German propaganda broadcasters were regularly given nicknames by the soldiers and civilians who listened to them. One of the best-known names on the German airwaves was Lord Haw-Haw, a name that, like others, were actually applied to multiple individuals. The original Lord Haw-Haw was Wolf Mittler, a German radio host and journalist, whose near-perfect English was described by some listeners as evocative of Bertie Wooster, the humorous English gentleman from P. G. Wodehouse's short stories. Mittler actually hated doing political propaganda and was happy to be soon replaced. He was arrested by the Gestapo in 1943, but managed to escape to Switzerland.
Norman Baillie-Stewart was a former British officer who was drummed out of the army in 1933 for selling secrets to Nazi Germany, and imprisoned for five years after the war. Eduard Dietze was a German-British-Hungarian broadcaster born in Glasgow.

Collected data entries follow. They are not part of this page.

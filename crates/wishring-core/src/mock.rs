//! Mock transport for testing.
//!
//! [`MockTransport`] implements [`Transport`] without BLE hardware. Tests
//! script the ring from outside: push notifications, drop the connection,
//! or make scans fail.
//!
//! # Features
//!
//! - **Failure injection**: fail every scan, or only the next N
//! - **Latency simulation**: delay connects to exercise timeouts and cancellation
//! - **Scripted notifications**: push counter, battery and reset payloads
//!
//! ```
//! use std::sync::Arc;
//! use wishring_core::{Link, LinkConfig, MockTransport};
//!
//! let mock = MockTransport::new("AA:BB:CC:DD:EE:FF", Some("WishRing"));
//! let link = Link::new(Arc::new(mock.clone()), LinkConfig::default());
//! mock.set_counter(12);
//! # let _ = link;
//! ```

use std::sync::atomic::{AtomicBool, AtomicU8, AtomicU32, AtomicU64, Ordering};
use std::sync::{Arc, Mutex, MutexGuard, PoisonError};
use std::time::Duration;

use async_trait::async_trait;
use tokio::sync::mpsc;
use uuid::Uuid;

use wishring_types::codec::encode_reset;
use wishring_types::encode_counter;
use wishring_types::uuids::{BATTERY, COUNTER, NOTIFY_CHARACTERISTICS, RESET};

use crate::error::LinkError;
use crate::scan::{DeviceFilter, DiscoveredDevice};
use crate::traits::{Connection, Notification, NotificationStream, Transport};

#[derive(Debug)]
struct MockState {
    device: DiscoveredDevice,
    characteristics: Mutex<Vec<Uuid>>,
    counter: AtomicU32,
    battery: AtomicU8,
    should_fail: AtomicBool,
    remaining_failures: AtomicU32,
    connect_latency_ms: AtomicU64,
    discover_latency_ms: AtomicU64,
    scan_count: AtomicU32,
    connect_count: AtomicU32,
    disconnect_count: AtomicU32,
    live: Mutex<Option<mpsc::UnboundedSender<Notification>>>,
    writes: Mutex<Vec<(Uuid, Vec<u8>)>>,
}

/// A scriptable ring. Clones share state.
#[derive(Debug, Clone)]
pub struct MockTransport {
    state: Arc<MockState>,
}

impl MockTransport {
    /// Create a mock ring that advertises the ring service.
    pub fn new(identifier: &str, name: Option<&str>) -> Self {
        Self {
            state: Arc::new(MockState {
                device: DiscoveredDevice::new(identifier, name).with_service(),
                characteristics: Mutex::new(NOTIFY_CHARACTERISTICS.to_vec()),
                counter: AtomicU32::new(0),
                battery: AtomicU8::new(85),
                should_fail: AtomicBool::new(false),
                remaining_failures: AtomicU32::new(0),
                connect_latency_ms: AtomicU64::new(0),
                discover_latency_ms: AtomicU64::new(0),
                scan_count: AtomicU32::new(0),
                connect_count: AtomicU32::new(0),
                disconnect_count: AtomicU32::new(0),
                live: Mutex::new(None),
                writes: Mutex::new(Vec::new()),
            }),
        }
    }

    /// The device this mock advertises.
    pub fn device(&self) -> &DiscoveredDevice {
        &self.state.device
    }

    /// Make every scan fail (or succeed again).
    pub fn set_should_fail(&self, fail: bool) {
        self.state.should_fail.store(fail, Ordering::SeqCst);
    }

    /// Fail the next `count` scans, then succeed.
    pub fn set_transient_failures(&self, count: u32) {
        self.state.remaining_failures.store(count, Ordering::SeqCst);
    }

    /// Remaining transient failures.
    pub fn remaining_failures(&self) -> u32 {
        self.state.remaining_failures.load(Ordering::SeqCst)
    }

    /// Delay every connect by `latency`.
    pub fn set_connect_latency(&self, latency: Duration) {
        self.state
            .connect_latency_ms
            .store(latency.as_millis() as u64, Ordering::SeqCst);
    }

    /// Delay every service discovery by `latency`.
    pub fn set_discover_latency(&self, latency: Duration) {
        self.state
            .discover_latency_ms
            .store(latency.as_millis() as u64, Ordering::SeqCst);
    }

    /// Replace the characteristics reported by discovery.
    pub fn set_characteristics(&self, characteristics: Vec<Uuid>) {
        *lock(&self.state.characteristics) = characteristics;
    }

    /// Set the raw counter value returned by reads.
    pub fn set_counter(&self, raw: u32) {
        self.state.counter.store(raw, Ordering::SeqCst);
    }

    /// Set the battery level returned by reads.
    pub fn set_battery(&self, level: u8) {
        self.state.battery.store(level, Ordering::SeqCst);
    }

    /// Number of scans attempted.
    pub fn scan_count(&self) -> u32 {
        self.state.scan_count.load(Ordering::SeqCst)
    }

    /// Number of connections opened.
    pub fn connect_count(&self) -> u32 {
        self.state.connect_count.load(Ordering::SeqCst)
    }

    /// Number of disconnects requested.
    pub fn disconnect_count(&self) -> u32 {
        self.state.disconnect_count.load(Ordering::SeqCst)
    }

    /// Whether a connection is currently open.
    pub fn is_connected(&self) -> bool {
        lock(&self.state.live).is_some()
    }

    /// Values written through the connection, in order.
    pub fn writes(&self) -> Vec<(Uuid, Vec<u8>)> {
        lock(&self.state.writes).clone()
    }

    /// Push a raw notification. Returns false when no connection is open.
    pub fn notify(&self, notification: Notification) -> bool {
        lock(&self.state.live)
            .as_ref()
            .is_some_and(|tx| tx.send(notification).is_ok())
    }

    /// Move the counter to `raw` and notify it.
    pub fn notify_counter(&self, raw: u32) -> bool {
        self.set_counter(raw);
        self.notify(Notification::new(COUNTER, encode_counter(raw)))
    }

    /// Notify a battery level.
    pub fn notify_battery(&self, level: u8) -> bool {
        self.set_battery(level);
        self.notify(Notification::new(BATTERY, vec![level]))
    }

    /// Signal a device-side reset.
    pub fn notify_reset(&self) -> bool {
        self.notify(Notification::new(RESET, encode_reset()))
    }

    /// Drop the open connection, ending its notification stream.
    pub fn drop_connection(&self) {
        lock(&self.state.live).take();
    }
}

#[async_trait]
impl Transport for MockTransport {
    async fn scan(
        &self,
        filter: &DeviceFilter,
        _timeout: Duration,
    ) -> Result<DiscoveredDevice, LinkError> {
        let state = &self.state;
        state.scan_count.fetch_add(1, Ordering::SeqCst);

        if state.should_fail.load(Ordering::SeqCst) {
            return Err(LinkError::Transport("Mock failure".to_string()));
        }
        let transient = state
            .remaining_failures
            .fetch_update(Ordering::SeqCst, Ordering::SeqCst, |n| n.checked_sub(1));
        if transient.is_ok() {
            return Err(LinkError::Transport("Mock transient failure".to_string()));
        }

        if filter.matches(&state.device) {
            Ok(state.device.clone())
        } else {
            Err(LinkError::device_not_found(filter.address.as_deref()))
        }
    }

    async fn connect(
        &self,
        device: &DiscoveredDevice,
        _timeout: Duration,
    ) -> Result<Box<dyn Connection>, LinkError> {
        let latency = self.state.connect_latency_ms.load(Ordering::SeqCst);
        if latency > 0 {
            tokio::time::sleep(Duration::from_millis(latency)).await;
        }

        let (tx, rx) = mpsc::unbounded_channel();
        *lock(&self.state.live) = Some(tx);
        self.state.connect_count.fetch_add(1, Ordering::SeqCst);

        Ok(Box::new(MockConnection {
            device_id: device.identifier.clone(),
            state: Arc::clone(&self.state),
            notifications: Mutex::new(Some(rx)),
        }))
    }
}

struct MockConnection {
    device_id: String,
    state: Arc<MockState>,
    notifications: Mutex<Option<mpsc::UnboundedReceiver<Notification>>>,
}

#[async_trait]
impl Connection for MockConnection {
    fn device_id(&self) -> &str {
        &self.device_id
    }

    async fn discover(&self, _timeout: Duration) -> Result<Vec<Uuid>, LinkError> {
        let latency = self.state.discover_latency_ms.load(Ordering::SeqCst);
        if latency > 0 {
            tokio::time::sleep(Duration::from_millis(latency)).await;
        }
        Ok(lock(&self.state.characteristics).clone())
    }

    async fn subscribe(&self, characteristic: Uuid) -> Result<(), LinkError> {
        if lock(&self.state.characteristics).contains(&characteristic) {
            Ok(())
        } else {
            Err(LinkError::characteristic_not_found(characteristic.to_string(), 1))
        }
    }

    async fn read(&self, characteristic: Uuid) -> Result<Vec<u8>, LinkError> {
        match characteristic {
            c if c == COUNTER => {
                Ok(encode_counter(self.state.counter.load(Ordering::SeqCst)).to_vec())
            }
            c if c == BATTERY => Ok(vec![self.state.battery.load(Ordering::SeqCst)]),
            other => Err(LinkError::characteristic_not_found(other.to_string(), 1)),
        }
    }

    async fn write(&self, characteristic: Uuid, data: &[u8]) -> Result<(), LinkError> {
        lock(&self.state.writes).push((characteristic, data.to_vec()));
        Ok(())
    }

    async fn notifications(&self) -> Result<NotificationStream, LinkError> {
        let rx = lock(&self.notifications)
            .take()
            .ok_or_else(|| LinkError::Transport("notification stream already taken".to_string()))?;

        Ok(Box::pin(futures::stream::unfold(rx, |mut rx| async move {
            rx.recv().await.map(|n| (n, rx))
        })))
    }

    async fn disconnect(&self) -> Result<(), LinkError> {
        lock(&self.state.live).take();
        self.state.disconnect_count.fetch_add(1, Ordering::SeqCst);
        Ok(())
    }
}

fn lock<T>(mutex: &Mutex<T>) -> MutexGuard<'_, T> {
    mutex.lock().unwrap_or_else(PoisonError::into_inner)
}

#[cfg(test)]
mod tests {
    use super::*;
    use futures::StreamExt;

    #[tokio::test]
    async fn test_scan_failure_injection() {
        let mock = MockTransport::new("AA", Some("WishRing"));
        let filter = DeviceFilter::default();

        mock.set_transient_failures(2);
        assert!(mock.scan(&filter, Duration::from_secs(1)).await.is_err());
        assert!(mock.scan(&filter, Duration::from_secs(1)).await.is_err());
        assert!(mock.scan(&filter, Duration::from_secs(1)).await.is_ok());
        assert_eq!(mock.remaining_failures(), 0);
        assert_eq!(mock.scan_count(), 3);

        mock.set_should_fail(true);
        assert!(mock.scan(&filter, Duration::from_secs(1)).await.is_err());
    }

    #[tokio::test]
    async fn test_scan_respects_filter() {
        let mock = MockTransport::new("AA:BB", Some("WishRing"));
        let filter = DeviceFilter::default().address("CC:DD");
        let err = mock.scan(&filter, Duration::from_secs(1)).await.unwrap_err();
        assert!(matches!(err, LinkError::DeviceNotFound { .. }));
    }

    #[tokio::test]
    async fn test_notifications_end_on_drop() {
        let mock = MockTransport::new("AA", Some("WishRing"));
        let device = mock.device().clone();
        let conn = mock.connect(&device, Duration::from_secs(1)).await.unwrap();
        let mut stream = conn.notifications().await.unwrap();

        assert!(mock.notify_counter(5));
        assert_eq!(
            stream.next().await,
            Some(Notification::new(COUNTER, encode_counter(5)))
        );
        assert_eq!(conn.read(COUNTER).await.unwrap(), encode_counter(5).to_vec());

        mock.drop_connection();
        assert!(!mock.is_connected());
        assert_eq!(stream.next().await, None);
        assert!(!mock.notify_battery(50));
    }

    #[tokio::test]
    async fn test_writes_recorded() {
        let mock = MockTransport::new("AA", None);
        let device = mock.device().clone();
        let conn = mock.connect(&device, Duration::from_secs(1)).await.unwrap();
        conn.write(RESET, &[0x01]).await.unwrap();
        assert_eq!(mock.writes(), vec![(RESET, vec![0x01])]);
    }
}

The most famous Lord Haw-Haw, however, was William Joyce, who replaced Mittler in 1939. He was born in the U.S., but grew up in Ireland, where he, still in his mid-teens, acted as an informant to the British authorities reporting on the Irish Republican Army. He later fell in with the British Union of Fascists and hoped to become the Viceroy of India under the new government of British Fascist Oswald Mosley, but such hopes were dashed when the two fell out and Joyce formed his own Nazi organization.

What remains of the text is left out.